Dataset entries
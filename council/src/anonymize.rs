//! Anonymization layer.
//!
//! Assigns labels `A, B, C, …` to the non-errored stage-1 answers in their
//! config-index order. The forward map (label → model) lives only in the
//! orchestrator's decision trace; the public view handed to judge prompts
//! carries labels and text and nothing else.

use std::collections::BTreeMap;

use serde::{Deserialize, Serialize};

use crate::error::{PipelineError, PipelineResult};
use crate::types::{Label, Stage1Answer, MAX_LABELS};

/// A labelled answer as judges see it: no model identity.
#[derive(Debug, Clone, Serialize, Deserialize)]
pub struct PublicAnswer {
    pub label: Label,
    pub text: String,
}

/// Injective, run-stable mapping between labels and the models whose
/// stage-1 answers survived.
#[derive(Debug, Clone, Serialize, Deserialize)]
pub struct LabelMap {
    entries: Vec<(Label, String)>,
}

impl LabelMap {
    /// Label the non-errored answers in order, skipping failures. Rejects
    /// councils that would exhaust the single-letter alphabet.
    pub fn assign(answers: &[Stage1Answer]) -> PipelineResult<Self> {
        let survivors: Vec<&Stage1Answer> = answers.iter().filter(|a| a.is_ok()).collect();
        if survivors.len() > MAX_LABELS {
            return Err(PipelineError::TooManyAnswers(survivors.len()));
        }

        let entries = survivors
            .iter()
            .enumerate()
            .map(|(i, answer)| {
                // `i < MAX_LABELS` is guaranteed by the length check above.
                (Label::at(i).unwrap(), answer.model_id.clone())
            })
            .collect();

        Ok(Self { entries })
    }

    pub fn labels(&self) -> Vec<Label> {
        self.entries.iter().map(|(label, _)| *label).collect()
    }

    pub fn len(&self) -> usize {
        self.entries.len()
    }

    pub fn is_empty(&self) -> bool {
        self.entries.is_empty()
    }

    pub fn model_of(&self, label: Label) -> Option<&str> {
        self.entries
            .iter()
            .find(|(l, _)| *l == label)
            .map(|(_, m)| m.as_str())
    }

    pub fn label_of(&self, model_id: &str) -> Option<Label> {
        self.entries
            .iter()
            .find(|(_, m)| m == model_id)
            .map(|(l, _)| *l)
    }

    pub fn contains(&self, label: Label) -> bool {
        self.model_of(label).is_some()
    }

    /// The forward map as stored in the decision trace.
    pub fn label_to_model(&self) -> BTreeMap<Label, String> {
        self.entries.iter().cloned().collect()
    }

    /// De-identified view for stage-2 prompts: `{label, text}` pairs only.
    pub fn to_public(&self, answers: &[Stage1Answer]) -> Vec<PublicAnswer> {
        // Survivor order here matches assignment order, so labels and texts
        // stay aligned without touching model ids.
        answers
            .iter()
            .filter(|a| a.is_ok())
            .zip(self.entries.iter())
            .map(|(answer, (label, _))| PublicAnswer {
                label: *label,
                text: answer.text.clone(),
            })
            .collect()
    }

    /// Label texts back to their models: the inverse of anonymization.
    pub fn deanonymize(&self, public: &[PublicAnswer]) -> BTreeMap<String, String> {
        public
            .iter()
            .filter_map(|p| {
                self.model_of(p.label)
                    .map(|model| (model.to_string(), p.text.clone()))
            })
            .collect()
    }

    /// Per-label answer text, used by the parser's evidence rule.
    pub fn answer_texts(&self, answers: &[Stage1Answer]) -> BTreeMap<Label, String> {
        self.to_public(answers)
            .into_iter()
            .map(|p| (p.label, p.text))
            .collect()
    }
}

#[cfg(test)]
mod tests {
    use super::*;

    fn answer(model: &str, text: &str) -> Stage1Answer {
        Stage1Answer::ok(model, "Builder", text.to_string(), 5)
    }

    fn failed(model: &str) -> Stage1Answer {
        Stage1Answer::failed(model, "Skeptic", "HTTP 401".to_string(), 5)
    }

    #[test]
    fn test_assign_skips_errored_answers() {
        let answers = vec![answer("m1", "one"), failed("m2"), answer("m3", "three")];
        let map = LabelMap::assign(&answers).unwrap();

        assert_eq!(map.len(), 2);
        assert_eq!(map.model_of(Label::at(0).unwrap()), Some("m1"));
        assert_eq!(map.model_of(Label::at(1).unwrap()), Some("m3"));
        assert_eq!(map.label_of("m2"), None);
    }

    #[test]
    fn test_bijection() {
        let answers = vec![answer("m1", "a"), answer("m2", "b"), answer("m3", "c")];
        let map = LabelMap::assign(&answers).unwrap();

        for label in map.labels() {
            let model = map.model_of(label).unwrap();
            assert_eq!(map.label_of(model), Some(label));
        }
    }

    #[test]
    fn test_public_view_has_no_model_ids() {
        let answers = vec![answer("secret-model-1", "alpha"), answer("secret-model-2", "beta")];
        let map = LabelMap::assign(&answers).unwrap();
        let public = map.to_public(&answers);

        let rendered = serde_json::to_string(&public).unwrap();
        assert!(!rendered.contains("secret-model"));
        assert_eq!(public[0].text, "alpha");
        assert_eq!(public[1].label, Label::at(1).unwrap());
    }

    #[test]
    fn test_anonymize_roundtrip() {
        let answers = vec![answer("m1", "first text"), answer("m2", "second text")];
        let map = LabelMap::assign(&answers).unwrap();
        let recovered = map.deanonymize(&map.to_public(&answers));

        assert_eq!(recovered.get("m1").map(String::as_str), Some("first text"));
        assert_eq!(recovered.get("m2").map(String::as_str), Some("second text"));
    }

    #[test]
    fn test_too_many_answers_rejected() {
        let answers: Vec<Stage1Answer> = (0..27)
            .map(|i| answer(&format!("m{i}"), "text"))
            .collect();
        assert!(matches!(
            LabelMap::assign(&answers),
            Err(PipelineError::TooManyAnswers(27))
        ));
    }

    #[test]
    fn test_empty_map() {
        let map = LabelMap::assign(&[failed("m1")]).unwrap();
        assert!(map.is_empty());
        assert!(map.labels().is_empty());
    }
}
//! Role table for the council.
//!
//! A closed set of `(name, system_prompt)` records, loaded at process start
//! and never derived from user input. Council seats rotate through the four
//! generation roles; Judge, Chairman, and Adjudicator are reserved for the
//! review and synthesis stages.

use serde::{Deserialize, Serialize};

/// Every role a model can hold in a run.
#[derive(Debug, Clone, Copy, PartialEq, Eq, Hash, Serialize, Deserialize)]
#[serde(rename_all = "snake_case")]
pub enum Role {
    /// Fastest correct implementation.
    Builder,
    /// Attacks assumptions and failure modes.
    Skeptic,
    /// Smallest diff, simplest steps.
    Minimalist,
    /// Security, abuse-resistance, operational risk.
    Auditor,
    /// Applies the 5-line critique contract and the evidence rule.
    Judge,
    /// Editor-in-chief: selects a base answer and merges improvements.
    Chairman,
    /// Re-judge with rubric-dimension reasoning, invoked on weak consensus.
    Adjudicator,
}

/// Generation roles assigned to council seats, in config-index order.
/// Councils larger than four cycle through the list again.
pub const COUNCIL_SEATS: [Role; 4] = [Role::Builder, Role::Skeptic, Role::Minimalist, Role::Auditor];

impl Role {
    /// Stable name used in traces and the `model_roles` map.
    pub fn name(&self) -> &'static str {
        match self {
            Self::Builder => "Builder",
            Self::Skeptic => "Skeptic",
            Self::Minimalist => "Minimalist",
            Self::Auditor => "Auditor",
            Self::Judge => "Judge",
            Self::Chairman => "Chairman",
            Self::Adjudicator => "Adjudicator",
        }
    }

    /// Role for the council seat at `index`.
    pub fn for_seat(index: usize) -> Role {
        COUNCIL_SEATS[index % COUNCIL_SEATS.len()]
    }

    pub fn system_prompt(&self) -> &'static str {
        match self {
            Self::Builder => {
                "You are the Builder on a model council. Produce the fastest correct \
                 answer to the user's problem: concrete steps, working detail, no \
                 hedging. If something is unknown, say so and give the next best step."
            }
            Self::Skeptic => {
                "You are the Skeptic on a model council. Pressure-test the problem: \
                 surface hidden assumptions, failure modes, and missing constraints \
                 before proposing a solution. Stay grounded; do not invent facts."
            }
            Self::Minimalist => {
                "You are the Minimalist on a model council. Propose the smallest change \
                 or simplest sequence of steps that solves the problem. Prefer removing \
                 complexity over adding it, and say what you deliberately left out."
            }
            Self::Auditor => {
                "You are the Auditor on a model council. Evaluate the problem for \
                 security exposure, abuse paths, and operational risk, and make your \
                 recommendation with those risks called out explicitly."
            }
            Self::Judge => {
                "You are a Judge reviewing anonymous answers from different models. \
                 Follow the output contract exactly: one critique line per response \
                 with a Strength and a Flaw, each grounded in a literal detail quoted \
                 from that response, then a single FINAL_RANKING line. If a response \
                 gives you nothing concrete to cite, write exactly: Insufficient \
                 signal in text. Never reveal or guess which model wrote an answer."
            }
            Self::Chairman => {
                "You are the Chairman of a model council. Synthesize the single best \
                 final answer for the user: choose a base response, fold in genuine \
                 improvements from the others, and reject bad suggestions explicitly. \
                 Do not mention the council or its internal stages."
            }
            Self::Adjudicator => {
                "You are the Adjudicator for a model council whose judges disagreed. \
                 Re-rank the anonymous answers using the rubric dimensions you are \
                 given, reasoning dimension by dimension. Follow the same output \
                 contract as the judges: one critique line per response, then a \
                 single FINAL_RANKING line. Cite literal details from the answers."
            }
        }
    }
}

impl std::fmt::Display for Role {
    fn fmt(&self, f: &mut std::fmt::Formatter<'_>) -> std::fmt::Result {
        f.write_str(self.name())
    }
}
//! Fan-out executor for one stage's model calls.
//!
//! Tasks dispatch concurrently, each with its own deadline and bounded
//! retry; results come back in input order no matter how completion
//! interleaves. `run_all` never fails as a whole — partial success is the
//! normal outcome, and each slot carries its own text or classified error.

use std::sync::Arc;
use std::time::{Duration, Instant};

use futures::future::join_all;
use rand::Rng;
use tokio_util::sync::CancellationToken;
use tracing::{debug, warn};

use crate::client::{ModelClient, ModelError};
use crate::config::RetryPolicy;

/// One model call: who to ask and with what.
#[derive(Debug, Clone)]
pub struct ModelTask {
    pub model_id: String,
    pub system_prompt: String,
    pub user_prompt: String,
}

/// The slot for one task after `run_all` returns.
#[derive(Debug, Clone)]
pub struct TaskResult {
    pub model_id: String,
    pub outcome: Result<String, ModelError>,
    pub latency_ms: u64,
    pub attempts: u32,
}

impl TaskResult {
    pub fn error(&self) -> Option<&ModelError> {
        self.outcome.as_ref().err()
    }
}

/// Fan-out runner bound to one gateway client and one retry policy.
#[derive(Clone)]
pub struct StageRunner {
    client: Arc<dyn ModelClient>,
    retry: RetryPolicy,
}

impl StageRunner {
    pub fn new(client: Arc<dyn ModelClient>, retry: RetryPolicy) -> Self {
        Self { client, retry }
    }

    /// Run every task concurrently. Only transient and timeout errors are
    /// retried; a tripped cancellation token stops dispatch and marks the
    /// remaining slots `Canceled`.
    pub async fn run_all(
        &self,
        tasks: Vec<ModelTask>,
        per_task_deadline: Duration,
        cancel: &CancellationToken,
    ) -> Vec<TaskResult> {
        join_all(
            tasks
                .into_iter()
                .map(|task| self.run_one(task, per_task_deadline, cancel)),
        )
        .await
    }

    async fn run_one(
        &self,
        task: ModelTask,
        deadline: Duration,
        cancel: &CancellationToken,
    ) -> TaskResult {
        let started = Instant::now();
        let mut attempts = 0u32;
        let mut last_error = ModelError::canceled();

        while attempts < self.retry.max_attempts {
            if cancel.is_cancelled() {
                return self.finish(&task, Err(ModelError::canceled()), started, attempts);
            }
            attempts += 1;

            let call = self.client.complete(
                &task.model_id,
                &task.system_prompt,
                &task.user_prompt,
                deadline,
            );

            let result = tokio::select! {
                _ = cancel.cancelled() => {
                    return self.finish(&task, Err(ModelError::canceled()), started, attempts);
                }
                result = tokio::time::timeout(deadline, call) => match result {
                    Ok(inner) => inner,
                    Err(_) => Err(ModelError::timeout(format!(
                        "{}: no response within {:?}",
                        task.model_id, deadline
                    ))),
                },
            };

            match result {
                Ok(text) => {
                    debug!(model_id = %task.model_id, attempts, "Task completed");
                    return self.finish(&task, Ok(text), started, attempts);
                }
                Err(error) => {
                    if !error.kind.is_retryable() || attempts >= self.retry.max_attempts {
                        return self.finish(&task, Err(error), started, attempts);
                    }
                    let delay = self.backoff_delay(attempts);
                    warn!(
                        model_id = %task.model_id,
                        attempt = attempts,
                        max = self.retry.max_attempts,
                        kind = %error.kind,
                        "Task failed, retrying in {:?}",
                        delay
                    );
                    last_error = error;
                    tokio::select! {
                        _ = cancel.cancelled() => {
                            return self.finish(&task, Err(ModelError::canceled()), started, attempts);
                        }
                        _ = tokio::time::sleep(delay) => {}
                    }
                }
            }
        }

        self.finish(&task, Err(last_error), started, attempts)
    }

    fn finish(
        &self,
        task: &ModelTask,
        outcome: Result<String, ModelError>,
        started: Instant,
        attempts: u32,
    ) -> TaskResult {
        TaskResult {
            model_id: task.model_id.clone(),
            outcome,
            latency_ms: started.elapsed().as_millis() as u64,
            attempts,
        }
    }

    /// Exponential backoff with full jitter:
    /// uniform over `[0, min(cap, base * 2^(attempt-1))]`.
    fn backoff_delay(&self, attempt: u32) -> Duration {
        let exp = self
            .retry
            .backoff_base
            .saturating_mul(1u32 << (attempt - 1).min(16));
        let ceiling = exp.min(self.retry.backoff_cap);
        let millis = ceiling.as_millis() as u64;
        Duration::from_millis(rand::thread_rng().gen_range(0..=millis))
    }
}

#[cfg(test)]
mod tests {
    use super::*;
    use crate::client::ModelErrorKind;
    use async_trait::async_trait;
    use std::sync::atomic::{AtomicU32, Ordering};

    /// Client whose behaviour is scripted per call via a closure.
    struct FnClient<F>(F);

    #[async_trait]
    impl<F> ModelClient for FnClient<F>
    where
        F: Fn(&str) -> Result<String, ModelError> + Send + Sync,
    {
        async fn complete(
            &self,
            model_id: &str,
            _system_prompt: &str,
            _user_prompt: &str,
            _deadline: Duration,
        ) -> Result<String, ModelError> {
            (self.0)(model_id)
        }
    }

    /// Client that never returns until cancelled or timed out.
    struct HangingClient;

    #[async_trait]
    impl ModelClient for HangingClient {
        async fn complete(
            &self,
            _model_id: &str,
            _system_prompt: &str,
            _user_prompt: &str,
            _deadline: Duration,
        ) -> Result<String, ModelError> {
            std::future::pending().await
        }
    }

    fn task(model: &str) -> ModelTask {
        ModelTask {
            model_id: model.to_string(),
            system_prompt: "sys".to_string(),
            user_prompt: "user".to_string(),
        }
    }

    fn retry(max_attempts: u32) -> RetryPolicy {
        RetryPolicy {
            max_attempts,
            backoff_base: Duration::from_millis(10),
            backoff_cap: Duration::from_millis(100),
        }
    }

    #[tokio::test]
    async fn test_results_preserve_input_order() {
        let client = Arc::new(FnClient(|model: &str| Ok(format!("answer from {model}"))));
        let runner = StageRunner::new(client, retry(1));
        let tasks = vec![task("m1"), task("m2"), task("m3")];

        let results = runner
            .run_all(tasks, Duration::from_secs(1), &CancellationToken::new())
            .await;

        let ids: Vec<&str> = results.iter().map(|r| r.model_id.as_str()).collect();
        assert_eq!(ids, vec!["m1", "m2", "m3"]);
        assert_eq!(results[1].outcome.as_deref().unwrap(), "answer from m2");
    }

    #[tokio::test]
    async fn test_partial_success_is_normal() {
        let client = Arc::new(FnClient(|model: &str| {
            if model == "bad" {
                Err(ModelError::permanent("401 bad key"))
            } else {
                Ok("fine".to_string())
            }
        }));
        let runner = StageRunner::new(client, retry(3));

        let results = runner
            .run_all(
                vec![task("good"), task("bad")],
                Duration::from_secs(1),
                &CancellationToken::new(),
            )
            .await;

        assert!(results[0].outcome.is_ok());
        let error = results[1].error().unwrap();
        assert_eq!(error.kind, ModelErrorKind::Permanent);
        // Permanent errors burn exactly one attempt.
        assert_eq!(results[1].attempts, 1);
    }

    #[tokio::test(start_paused = true)]
    async fn test_transient_errors_retry_until_success() {
        let calls = Arc::new(AtomicU32::new(0));
        let counter = Arc::clone(&calls);
        let client = Arc::new(FnClient(move |_: &str| {
            if counter.fetch_add(1, Ordering::SeqCst) < 2 {
                Err(ModelError::transient("502"))
            } else {
                Ok("recovered".to_string())
            }
        }));
        let runner = StageRunner::new(client, retry(3));

        let results = runner
            .run_all(
                vec![task("m")],
                Duration::from_secs(1),
                &CancellationToken::new(),
            )
            .await;

        assert_eq!(results[0].outcome.as_deref().unwrap(), "recovered");
        assert_eq!(results[0].attempts, 3);
        assert_eq!(calls.load(Ordering::SeqCst), 3);
    }

    #[tokio::test(start_paused = true)]
    async fn test_retries_exhaust_to_last_error() {
        let client = Arc::new(FnClient(|_: &str| {
            Err::<String, _>(ModelError::transient("always down"))
        }));
        let runner = StageRunner::new(client, retry(3));

        let results = runner
            .run_all(
                vec![task("m")],
                Duration::from_secs(1),
                &CancellationToken::new(),
            )
            .await;

        let error = results[0].error().unwrap();
        assert_eq!(error.kind, ModelErrorKind::Transient);
        assert_eq!(results[0].attempts, 3);
    }

    #[tokio::test(start_paused = true)]
    async fn test_deadline_expiry_becomes_timeout() {
        let runner = StageRunner::new(Arc::new(HangingClient), retry(1));

        let results = runner
            .run_all(
                vec![task("slow")],
                Duration::from_millis(50),
                &CancellationToken::new(),
            )
            .await;

        assert_eq!(results[0].error().unwrap().kind, ModelErrorKind::Timeout);
    }

    #[tokio::test(start_paused = true)]
    async fn test_timeout_on_one_slot_leaves_others_alone() {
        let client = Arc::new(FnClient(|model: &str| {
            if model == "ok" {
                Ok("done".to_string())
            } else {
                Err(ModelError::timeout("deadline"))
            }
        }));
        let runner = StageRunner::new(client, retry(1));

        let results = runner
            .run_all(
                vec![task("ok"), task("late")],
                Duration::from_secs(1),
                &CancellationToken::new(),
            )
            .await;

        assert!(results[0].outcome.is_ok());
        assert_eq!(results[1].error().unwrap().kind, ModelErrorKind::Timeout);
    }

    #[tokio::test]
    async fn test_cancellation_marks_slots_canceled() {
        let cancel = CancellationToken::new();
        let runner = StageRunner::new(Arc::new(HangingClient), retry(3));

        let run = runner.run_all(
            vec![task("m1"), task("m2")],
            Duration::from_secs(60),
            &cancel,
        );
        let canceller = async {
            tokio::time::sleep(Duration::from_millis(20)).await;
            cancel.cancel();
        };

        let (results, ()) = tokio::join!(run, canceller);
        for result in &results {
            assert_eq!(result.error().unwrap().kind, ModelErrorKind::Canceled);
        }
    }

    #[tokio::test]
    async fn test_pre_cancelled_token_short_circuits() {
        let cancel = CancellationToken::new();
        cancel.cancel();
        let runner = StageRunner::new(Arc::new(HangingClient), retry(3));

        let results = runner
            .run_all(vec![task("m")], Duration::from_secs(60), &cancel)
            .await;

        assert_eq!(results[0].error().unwrap().kind, ModelErrorKind::Canceled);
        assert_eq!(results[0].attempts, 0);
    }

    #[test]
    fn test_backoff_stays_within_cap() {
        let runner = StageRunner::new(
            Arc::new(HangingClient),
            RetryPolicy {
                max_attempts: 10,
                backoff_base: Duration::from_millis(100),
                backoff_cap: Duration::from_millis(400),
            },
        );

        for attempt in 1..10 {
            let delay = runner.backoff_delay(attempt);
            assert!(delay <= Duration::from_millis(400));
        }
    }
}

ASSIGNMENT
Across the records, count the lines that contain the word "dispatch" and give that figure alone.

COMPLETED EXERCISE
2